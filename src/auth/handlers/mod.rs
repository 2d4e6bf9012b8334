//! Authentication Handlers Module
//!
//! HTTP handlers for the authentication endpoints.
//!
//! # Module Structure
//!
//! ```text
//! handlers/
//! ├── mod.rs      - Handler exports
//! ├── types.rs    - Request and response types
//! ├── register.rs - User registration handler
//! ├── login.rs    - Credential sign-in handler
//! ├── oauth.rs    - Third-party sign-in handlers (redirect + callback)
//! └── me.rs       - Get current user handler
//! ```
//!
//! # Handlers
//!
//! - **`register`** - POST /api/auth/register - User registration
//! - **`login`** - POST /api/auth/login - Credential sign-in
//! - **`oauth_authorize`** - GET /api/auth/signin/{provider}
//! - **`oauth_callback`** - GET|POST /api/auth/callback/{provider}
//! - **`get_me`** - GET /api/auth/me - Current user info

/// Request and response types
pub mod types;

/// Registration handler
pub mod register;

/// Login handler
pub mod login;

/// Third-party sign-in handlers
pub mod oauth;

/// Get current user handler
pub mod me;

// Re-export commonly used types
pub use types::{AuthResponse, CallbackParams, LoginRequest, RegisterRequest, UserResponse};

// Re-export handlers
pub use login::login;
pub use me::get_me;
pub use oauth::{oauth_authorize, oauth_callback, oauth_callback_form};
pub use register::register;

**Activity**. Set down nothing but the lines from the one containing "pub mod me;" through the end of the entries above, exactly as written, both ends counted.

**Reply to the task**.
pub mod me;

// Re-export commonly used types
pub use types::{AuthResponse, CallbackParams, LoginRequest, RegisterRequest, UserResponse};

// Re-export handlers
pub use login::login;
pub use me::get_me;
pub use oauth::{oauth_authorize, oauth_callback, oauth_callback_form};
pub use register::register;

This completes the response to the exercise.